»»

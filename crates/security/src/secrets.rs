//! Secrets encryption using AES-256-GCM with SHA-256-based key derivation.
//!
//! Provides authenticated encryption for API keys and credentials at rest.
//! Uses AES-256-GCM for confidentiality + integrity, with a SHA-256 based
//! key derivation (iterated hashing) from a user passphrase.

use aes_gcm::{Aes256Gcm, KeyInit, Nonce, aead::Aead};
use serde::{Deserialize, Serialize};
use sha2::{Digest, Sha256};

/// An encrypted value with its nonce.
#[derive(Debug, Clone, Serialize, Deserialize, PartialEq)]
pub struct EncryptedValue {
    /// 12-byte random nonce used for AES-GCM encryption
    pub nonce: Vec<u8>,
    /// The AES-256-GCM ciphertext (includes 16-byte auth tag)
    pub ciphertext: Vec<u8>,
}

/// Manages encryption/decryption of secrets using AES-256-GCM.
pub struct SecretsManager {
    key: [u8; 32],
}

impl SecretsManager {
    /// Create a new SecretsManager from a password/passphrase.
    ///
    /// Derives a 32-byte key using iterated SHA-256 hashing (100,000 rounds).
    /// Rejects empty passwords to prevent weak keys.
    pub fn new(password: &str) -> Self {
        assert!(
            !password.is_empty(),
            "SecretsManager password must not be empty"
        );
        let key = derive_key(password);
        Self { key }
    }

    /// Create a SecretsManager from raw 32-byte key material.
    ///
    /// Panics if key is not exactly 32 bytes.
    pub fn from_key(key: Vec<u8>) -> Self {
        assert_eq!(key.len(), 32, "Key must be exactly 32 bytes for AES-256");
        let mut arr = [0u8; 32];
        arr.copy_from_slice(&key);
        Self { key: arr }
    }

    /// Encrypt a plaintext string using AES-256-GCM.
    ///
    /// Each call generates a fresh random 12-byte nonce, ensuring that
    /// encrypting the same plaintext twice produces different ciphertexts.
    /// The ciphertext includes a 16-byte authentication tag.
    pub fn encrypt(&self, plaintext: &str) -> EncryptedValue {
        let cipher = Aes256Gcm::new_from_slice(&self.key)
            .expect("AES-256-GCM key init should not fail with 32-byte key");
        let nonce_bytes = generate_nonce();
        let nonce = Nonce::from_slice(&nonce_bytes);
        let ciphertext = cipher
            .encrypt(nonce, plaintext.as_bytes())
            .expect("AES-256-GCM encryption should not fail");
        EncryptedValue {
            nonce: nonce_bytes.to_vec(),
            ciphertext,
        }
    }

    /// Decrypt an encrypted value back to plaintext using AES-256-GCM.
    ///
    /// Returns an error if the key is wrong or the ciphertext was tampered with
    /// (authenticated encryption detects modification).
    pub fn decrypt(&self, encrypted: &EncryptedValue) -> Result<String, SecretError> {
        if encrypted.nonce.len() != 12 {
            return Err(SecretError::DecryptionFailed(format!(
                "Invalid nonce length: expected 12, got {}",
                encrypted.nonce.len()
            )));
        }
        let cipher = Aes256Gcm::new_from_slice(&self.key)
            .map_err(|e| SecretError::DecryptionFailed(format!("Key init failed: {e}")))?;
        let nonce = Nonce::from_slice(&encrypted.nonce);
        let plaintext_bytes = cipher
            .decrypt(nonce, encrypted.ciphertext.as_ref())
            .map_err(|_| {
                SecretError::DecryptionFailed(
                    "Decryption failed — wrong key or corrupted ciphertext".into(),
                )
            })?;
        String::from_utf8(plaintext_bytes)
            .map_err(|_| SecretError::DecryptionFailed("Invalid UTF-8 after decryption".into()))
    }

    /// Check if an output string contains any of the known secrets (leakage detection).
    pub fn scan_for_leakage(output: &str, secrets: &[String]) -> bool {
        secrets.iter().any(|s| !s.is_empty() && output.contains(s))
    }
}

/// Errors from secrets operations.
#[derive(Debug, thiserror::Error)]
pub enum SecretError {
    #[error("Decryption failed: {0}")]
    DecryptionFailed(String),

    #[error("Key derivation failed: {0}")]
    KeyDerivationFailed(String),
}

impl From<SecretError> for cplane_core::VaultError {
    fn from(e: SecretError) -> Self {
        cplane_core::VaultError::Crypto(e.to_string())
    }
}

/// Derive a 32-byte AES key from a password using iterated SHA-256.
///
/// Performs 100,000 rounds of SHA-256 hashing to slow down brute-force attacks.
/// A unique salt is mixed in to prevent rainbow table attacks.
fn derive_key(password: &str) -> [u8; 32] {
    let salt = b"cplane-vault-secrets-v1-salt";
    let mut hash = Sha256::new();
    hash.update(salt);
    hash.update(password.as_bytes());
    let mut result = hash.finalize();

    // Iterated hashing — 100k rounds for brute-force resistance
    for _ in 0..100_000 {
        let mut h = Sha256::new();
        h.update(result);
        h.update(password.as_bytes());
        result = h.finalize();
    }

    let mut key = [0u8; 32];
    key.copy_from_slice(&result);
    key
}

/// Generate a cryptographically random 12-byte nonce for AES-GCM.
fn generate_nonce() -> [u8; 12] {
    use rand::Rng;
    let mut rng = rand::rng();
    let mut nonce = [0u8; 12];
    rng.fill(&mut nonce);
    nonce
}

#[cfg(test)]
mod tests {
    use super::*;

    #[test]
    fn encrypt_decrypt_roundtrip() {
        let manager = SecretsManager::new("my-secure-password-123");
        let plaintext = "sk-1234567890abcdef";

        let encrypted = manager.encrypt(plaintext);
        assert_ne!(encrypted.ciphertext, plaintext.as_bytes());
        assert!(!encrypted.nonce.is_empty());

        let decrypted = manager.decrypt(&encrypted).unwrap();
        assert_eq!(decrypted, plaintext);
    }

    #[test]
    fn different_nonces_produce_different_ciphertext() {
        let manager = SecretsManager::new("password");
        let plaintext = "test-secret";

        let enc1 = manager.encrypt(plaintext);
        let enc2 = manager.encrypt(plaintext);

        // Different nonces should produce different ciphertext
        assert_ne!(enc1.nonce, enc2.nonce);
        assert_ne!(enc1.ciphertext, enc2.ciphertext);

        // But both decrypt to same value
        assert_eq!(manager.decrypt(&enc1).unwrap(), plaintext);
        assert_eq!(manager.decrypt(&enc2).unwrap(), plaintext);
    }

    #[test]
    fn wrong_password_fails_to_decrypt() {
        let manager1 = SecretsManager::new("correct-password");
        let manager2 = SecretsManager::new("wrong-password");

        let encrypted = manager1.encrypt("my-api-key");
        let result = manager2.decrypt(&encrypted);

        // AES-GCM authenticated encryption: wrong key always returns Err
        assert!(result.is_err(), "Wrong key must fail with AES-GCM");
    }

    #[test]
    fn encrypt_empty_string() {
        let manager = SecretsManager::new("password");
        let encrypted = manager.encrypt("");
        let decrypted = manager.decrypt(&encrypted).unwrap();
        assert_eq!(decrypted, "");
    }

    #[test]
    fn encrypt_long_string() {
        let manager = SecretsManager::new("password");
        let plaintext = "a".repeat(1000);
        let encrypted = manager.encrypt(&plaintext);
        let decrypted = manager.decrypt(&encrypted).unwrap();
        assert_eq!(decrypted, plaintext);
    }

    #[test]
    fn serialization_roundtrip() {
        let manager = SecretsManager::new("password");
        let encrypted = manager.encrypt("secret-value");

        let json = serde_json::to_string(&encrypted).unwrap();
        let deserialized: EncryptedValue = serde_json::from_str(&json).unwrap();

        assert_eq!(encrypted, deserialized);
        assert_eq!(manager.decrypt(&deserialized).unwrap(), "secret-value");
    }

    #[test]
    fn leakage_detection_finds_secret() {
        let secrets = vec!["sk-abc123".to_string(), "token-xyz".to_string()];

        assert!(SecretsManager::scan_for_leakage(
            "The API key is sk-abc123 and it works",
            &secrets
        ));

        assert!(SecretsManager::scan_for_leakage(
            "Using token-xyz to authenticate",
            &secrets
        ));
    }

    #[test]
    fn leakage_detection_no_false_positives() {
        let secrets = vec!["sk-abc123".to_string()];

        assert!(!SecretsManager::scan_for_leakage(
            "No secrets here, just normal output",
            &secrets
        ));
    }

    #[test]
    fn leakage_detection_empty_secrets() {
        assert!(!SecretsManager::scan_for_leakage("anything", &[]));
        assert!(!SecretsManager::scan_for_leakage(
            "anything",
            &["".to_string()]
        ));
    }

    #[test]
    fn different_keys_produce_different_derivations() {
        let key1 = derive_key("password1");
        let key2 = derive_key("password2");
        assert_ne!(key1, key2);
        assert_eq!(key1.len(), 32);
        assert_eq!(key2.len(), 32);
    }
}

««

◆ Task details
Copy all lines from the material above that hold the word "salt".

◆ Problem solution
/// A unique salt is mixed in to prevent rainbow table attacks.
    let salt = b"cplane-vault-secrets-v1-salt";
    hash.update(salt);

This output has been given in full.